Hey, we don’t have to figure all these things out but maybe we can see stories like this as invitations to explore the "something more" we intuit all around us. Many people today are having revelatory encounters with God in a diversity of ways and not just drug experiences or NDEs. I would like very much to endorse this book as another testimony of the sacred mystery that comes in unexpected ways. Be prepared for some eye raisers, especially you brave conservative Christians readers. Read it, discuss it with friends, let it provoke your spiritual imagination. I hope to hear more from Grisetti, may this NOT be his last book.
What struck me most was how well told, funny and charming he is as an author. I have spent a lot of time trying to come to terms with my own spiritual life and have realized exactly what Josh talks about: we all have a little piece of God in us, we all are guided on our own paths to experience what we need to experience and that simply, God is love. Now many will argue that we need to do certain rituals in order for God to fully love us. Or that we will go to Hell if we don't constantly ask for forgiveness. But if we were all made in his image, and are loved unconditionally, why are we taught through fear? Why would anyone from any religion every say someone was less than because they had different thoughts, different ideas or different questions? And if life is about the journey not the destination, then why are we so focused on the final destination instead of creating those destinations around us, like Josh says?
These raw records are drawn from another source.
use cik_cusip::adapters::{self, archive::ArchiveFetcher, edgar::EdgarFetcher};
use cik_cusip::config::toml_config::{MapperConfig, SourceType};
use cik_cusip::core::DocumentFetcher;
use cik_cusip::domain::model::FilingReference;
use cik_cusip::utils::error::{ErrorSeverity, MappingError};
use cik_cusip::utils::logger::{self, LogFormat};
use cik_cusip::utils::validation::Validate;
use cik_cusip::{CliConfig, EtlEngine, LocalStorage, MappingPipeline};
use clap::Parser;
use std::collections::BTreeMap;

#[tokio::main]
async fn main() -> anyhow::Result<()> {
    let cli = CliConfig::parse();

    let config = match cli.load() {
        Ok(config) => config,
        Err(e) => {
            eprintln!("❌ {}", e.user_friendly_message());
            eprintln!("💡 {}", e.recovery_suggestion());
            std::process::exit(1);
        }
    };

    logger::init_logger(
        LogFormat::from_json_flag(config.monitoring.json_logs),
        cli.verbose,
    );

    tracing::info!("Starting cik-cusip");
    if cli.verbose {
        tracing::debug!("Effective config: {:?}", config);
    }

    if let Err(e) = config.validate() {
        tracing::error!("❌ Configuration validation failed: {}", e);
        tracing::error!("💡 Suggestion: {}", e.recovery_suggestion());
        eprintln!("❌ {}", e.user_friendly_message());
        std::process::exit(1);
    }

    let edgar = match config.source.r#type {
        SourceType::Edgar => match EdgarFetcher::new(&config.source) {
            Ok(fetcher) => Some(fetcher),
            Err(e) => fail(e),
        },
        SourceType::Archive => None,
    };

    let references = match adapters::list_filings(&config.source, edgar.as_ref()).await {
        Ok(references) => references,
        Err(e) => fail(e),
    };

    if cli.dry_run {
        tracing::info!("🔍 DRY RUN MODE - No actual processing will occur");
        print_dry_run(&config, &references);
        return Ok(());
    }

    let monitor_enabled = config.monitoring_enabled();
    if monitor_enabled {
        tracing::info!("🔍 System monitoring enabled");
    }

    let result = match edgar {
        Some(fetcher) => {
            tracing::info!("📡 Fetching filings from {}", config.source.base_url);
            if let Some(cache) = fetcher.cache_root() {
                tracing::info!("💾 Caching filings under {}", cache.display());
            }
            run(fetcher, references, &config, monitor_enabled).await
        }
        None => {
            let fetcher = ArchiveFetcher::new(&config.source.archive_path);
            tracing::info!("📂 Reading filings from {}", fetcher.root().display());
            run(fetcher, references, &config, monitor_enabled).await
        }
    };

    match result {
        Ok(output_path) => {
            tracing::info!("✅ Mapping completed successfully!");
            println!("✅ Mapping completed successfully!");
            println!("📁 Output saved to: {}", output_path);
        }
        Err(e) => fail(e),
    }

    Ok(())
}

async fn run<F: DocumentFetcher + 'static>(
    fetcher: F,
    references: Vec<FilingReference>,
    config: &MapperConfig,
    monitor_enabled: bool,
) -> cik_cusip::Result<String> {
    let storage = LocalStorage::new(config.output_path());
    let pipeline = MappingPipeline::new(storage, fetcher, references, config)?;
    let engine = EtlEngine::new_with_monitoring(pipeline, monitor_enabled);
    engine.run().await
}

fn fail(e: MappingError) -> ! {
    tracing::error!(
        "❌ Run failed: {} (Category: {:?}, Severity: {:?})",
        e,
        e.category(),
        e.severity()
    );
    tracing::error!("💡 Recovery suggestion: {}", e.recovery_suggestion());

    eprintln!("❌ {}", e.user_friendly_message());
    eprintln!("💡 {}", e.recovery_suggestion());

    let exit_code = match e.severity() {
        ErrorSeverity::Low => 0,
        ErrorSeverity::Medium => 2,
        ErrorSeverity::High => 1,
        ErrorSeverity::Critical => 3,
    };
    std::process::exit(exit_code)
}

fn print_dry_run(config: &MapperConfig, references: &[FilingReference]) {
    let mut by_type: BTreeMap<&str, usize> = BTreeMap::new();
    for reference in references {
        *by_type.entry(reference.filing_type.as_str()).or_default() += 1;
    }

    println!("📋 {} filings would be processed", references.len());
    for (filing_type, count) in &by_type {
        println!("   {:<6} {}", filing_type, count);
    }
    if let (Some(first), Some(last)) = (
        references.iter().map(|r| r.filing_date).min(),
        references.iter().map(|r| r.filing_date).max(),
    ) {
        println!("📅 Filed between {} and {}", first, last);
    }
    println!(
        "💾 Output: {}/{}",
        config.load.output_path, config.load.archive_name
    );
}
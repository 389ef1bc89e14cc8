// Domain layer: identifiers, records and ports. No I/O here.

pub mod cusip;
pub mod model;
pub mod ports;
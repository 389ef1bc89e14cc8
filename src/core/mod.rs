pub mod etl;
pub mod export;
pub mod extract;
pub mod pipeline;
pub mod resolve;

pub use crate::domain::ports::{DocumentFetcher, Pipeline, Storage};
pub use crate::utils::error::Result;
use crate::domain::cusip::Cusip;
use chrono::NaiveDate;
use serde::{Deserialize, Serialize};
use std::fmt;
use std::str::FromStr;

/// Central Index Key assigned by EDGAR. `Cik::UNSET` (0) is never a valid filer.
#[derive(Debug, Clone, Copy, PartialEq, Eq, PartialOrd, Ord, Hash, Serialize, Deserialize)]
#[serde(transparent)]
pub struct Cik(u64);

impl Cik {
    pub const UNSET: Cik = Cik(0);

    pub fn new(value: u64) -> Self {
        Self(value)
    }

    pub fn value(self) -> u64 {
        self.0
    }

    pub fn is_unset(self) -> bool {
        self.0 == 0
    }
}

impl FromStr for Cik {
    type Err = String;

    fn from_str(s: &str) -> Result<Self, Self::Err> {
        let trimmed = s.trim();
        if trimmed.is_empty() || !trimmed.bytes().all(|b| b.is_ascii_digit()) {
            return Err(format!("'{}' is not a CIK", s));
        }
        trimmed
            .parse::<u64>()
            .map(Cik)
            .map_err(|e| format!("'{}' is not a CIK: {}", s, e))
    }
}

impl fmt::Display for Cik {
    fn fmt(&self, f: &mut fmt::Formatter<'_>) -> fmt::Result {
        write!(f, "{}", self.0)
    }
}

/// Ownership-disclosure schedules the mapper reads.
#[derive(Debug, Clone, Copy, PartialEq, Eq, PartialOrd, Ord, Hash, Serialize, Deserialize)]
pub enum FilingType {
    #[serde(rename = "13D")]
    Schedule13D,
    #[serde(rename = "13D/A")]
    Schedule13DAmendment,
    #[serde(rename = "13G")]
    Schedule13G,
    #[serde(rename = "13G/A")]
    Schedule13GAmendment,
}

impl FilingType {
    pub const ALL: [FilingType; 4] = [
        FilingType::Schedule13D,
        FilingType::Schedule13DAmendment,
        FilingType::Schedule13G,
        FilingType::Schedule13GAmendment,
    ];

    pub fn as_str(self) -> &'static str {
        match self {
            FilingType::Schedule13D => "13D",
            FilingType::Schedule13DAmendment => "13D/A",
            FilingType::Schedule13G => "13G",
            FilingType::Schedule13GAmendment => "13G/A",
        }
    }

    /// The schedule without the amendment marker, used for archive directory names.
    pub fn base(self) -> FilingType {
        match self {
            FilingType::Schedule13DAmendment => FilingType::Schedule13D,
            FilingType::Schedule13GAmendment => FilingType::Schedule13G,
            other => other,
        }
    }
}

impl FromStr for FilingType {
    type Err = String;

    /// Accepts EDGAR form strings such as `SC 13D`, `SC 13G/A` or `SCHEDULE 13D`.
    fn from_str(s: &str) -> Result<Self, Self::Err> {
        let upper = s.trim().to_ascii_uppercase();
        let form = upper
            .strip_prefix("SCHEDULE")
            .or_else(|| upper.strip_prefix("SC"))
            .unwrap_or(&upper)
            .trim();
        let (base, amendment) = match form.strip_suffix("/A") {
            Some(base) => (base.trim(), true),
            None => (form, false),
        };
        match (base, amendment) {
            ("13D", false) => Ok(FilingType::Schedule13D),
            ("13D", true) => Ok(FilingType::Schedule13DAmendment),
            ("13G", false) => Ok(FilingType::Schedule13G),
            ("13G", true) => Ok(FilingType::Schedule13GAmendment),
            _ => Err(format!("unsupported filing type '{}'", s)),
        }
    }
}

impl fmt::Display for FilingType {
    fn fmt(&self, f: &mut fmt::Formatter<'_>) -> fmt::Result {
        f.write_str(self.as_str())
    }
}

/// Identifies one source document in the filing archive.
#[derive(Debug, Clone, PartialEq, Eq, PartialOrd, Ord, Hash, Serialize, Deserialize)]
pub struct FilingReference {
    pub cik: Cik,
    pub filing_type: FilingType,
    pub filing_date: NaiveDate,
    /// Archive-relative path, e.g. `edgar/data/1000694/0000093751-24-000650.txt`.
    pub locator: String,
}

impl FilingReference {
    pub fn new(
        cik: Cik,
        filing_type: FilingType,
        filing_date: NaiveDate,
        locator: impl Into<String>,
    ) -> Self {
        Self {
            cik,
            filing_type,
            filing_date,
            locator: locator.into(),
        }
    }

    /// Accession number, the file stem of the locator.
    pub fn accession(&self) -> &str {
        let file = self.locator.rsplit('/').next().unwrap_or(&self.locator);
        file.split('.').next().unwrap_or(file)
    }
}

/// One extracted, not yet reconciled observation of a CIK quoting a CUSIP.
#[derive(Debug, Clone, PartialEq, Eq, Hash, Serialize, Deserialize)]
pub struct RawPair {
    cik: Cik,
    cusip: Cusip,
    filing_date: NaiveDate,
    source_ref: FilingReference,
}

impl RawPair {
    pub fn new(cik: Cik, cusip: Cusip, filing_date: NaiveDate, source_ref: FilingReference) -> Self {
        Self {
            cik,
            cusip,
            filing_date,
            source_ref,
        }
    }

    pub fn cik(&self) -> Cik {
        self.cik
    }

    pub fn cusip(&self) -> &Cusip {
        &self.cusip
    }

    pub fn filing_date(&self) -> NaiveDate {
        self.filing_date
    }

    pub fn source_ref(&self) -> &FilingReference {
        &self.source_ref
    }
}

/// Closed interval of filing dates on which a CUSIP was observed.
#[derive(Debug, Clone, Copy, PartialEq, Eq, PartialOrd, Ord, Hash, Serialize, Deserialize)]
pub struct DateRange {
    pub first_seen: NaiveDate,
    pub last_seen: NaiveDate,
}

impl DateRange {
    pub fn at(date: NaiveDate) -> Self {
        Self {
            first_seen: date,
            last_seen: date,
        }
    }

    pub fn include(&mut self, date: NaiveDate) {
        self.first_seen = self.first_seen.min(date);
        self.last_seen = self.last_seen.max(date);
    }

    pub fn overlaps(&self, other: &DateRange) -> bool {
        self.first_seen <= other.last_seen && other.first_seen <= self.last_seen
    }

    pub fn contains(&self, date: NaiveDate) -> bool {
        self.first_seen <= date && date <= self.last_seen
    }
}

/// A CUSIP the CIK used besides its primary one.
#[derive(Debug, Clone, PartialEq, Eq, Serialize, Deserialize)]
pub struct HistoricalCusip {
    pub cusip: Cusip,
    pub observed: DateRange,
    pub observations: u32,
    /// Set when the range overlaps another CUSIP of the same CIK, or when the
    /// entry was seen after the primary and overruled.
    pub conflicting: bool,
}

#[derive(Debug, Clone, Copy, PartialEq, Eq, Serialize, Deserialize)]
pub struct Confidence {
    /// Observations supporting the primary CUSIP.
    pub corroborating: u32,
    /// Distinct historical CUSIPs flagged as conflicting.
    pub conflicting: u32,
    pub total_observations: u32,
}

/// The resolved mapping of one CIK.
#[derive(Debug, Clone, PartialEq, Eq, Serialize, Deserialize)]
pub struct CanonicalMapping {
    pub cik: Cik,
    pub primary_cusip: Cusip,
    pub primary_observed: DateRange,
    pub historical_cusips: Vec<HistoricalCusip>,
    pub confidence: Confidence,
}

impl CanonicalMapping {
    /// Every CUSIP this CIK is known by, primary first.
    pub fn all_cusips(&self) -> impl Iterator<Item = &Cusip> {
        std::iter::once(&self.primary_cusip).chain(self.historical_cusips.iter().map(|h| &h.cusip))
    }

    pub fn has_conflicts(&self) -> bool {
        self.confidence.conflicting > 0
    }
}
Instead of reading this book to reaffirm your own ideology, read this book to question your own thoughts. Questions create curiosity, and curiosity creates broader thinking, broader inclusion, and broader love. There will be some statements that challenge your thinking or challenge what you are comfortably level. But no one is asking you to completely change your ideology, but simply allow another person's experiences to live in tandem with your own experiences.
In my life, the religious, or spiritual people who have loved me most, have loved me for who I am, not what they can change about me. And that is what I got from Josh. I got a retelling of a genuine, personal encounter that will forever shape who he is, what he believes and how it has affected him. And I am thankful that he shared his enlightening experience so that I may see another perspective on why we are all here. And it never hurts to remind yourself that God is Love, God is in all of us, and all of us need to lean towards love.
What makes the book so interesting is that Josh refuses to defend, apologize for or even prove his experience with the "God in his head" -- an experience sure to offend fundamentalists as well as atheists. He simply presents it as he saw it, and then offers his transformed life as testimony to its "truth".
It helps that Josh is a surprisingly strong writer, able to make sense out of what must have been a terribly confusing experience, and doing it with a snarky sense of humor. In fact, despite it being a life-changing experience, he continually refers to his visit with the Almighty as a hallucination rather than a vision.
But, whatever your take on it -- prophetic vision or weirdo trip -- it's definitely an interesting telling of a one-of-a-kind story, and well worth checking out.
(By the way, because we share the same last name, Josh and I are aware of each other. But we've never met and, believe it or not, we're not related.)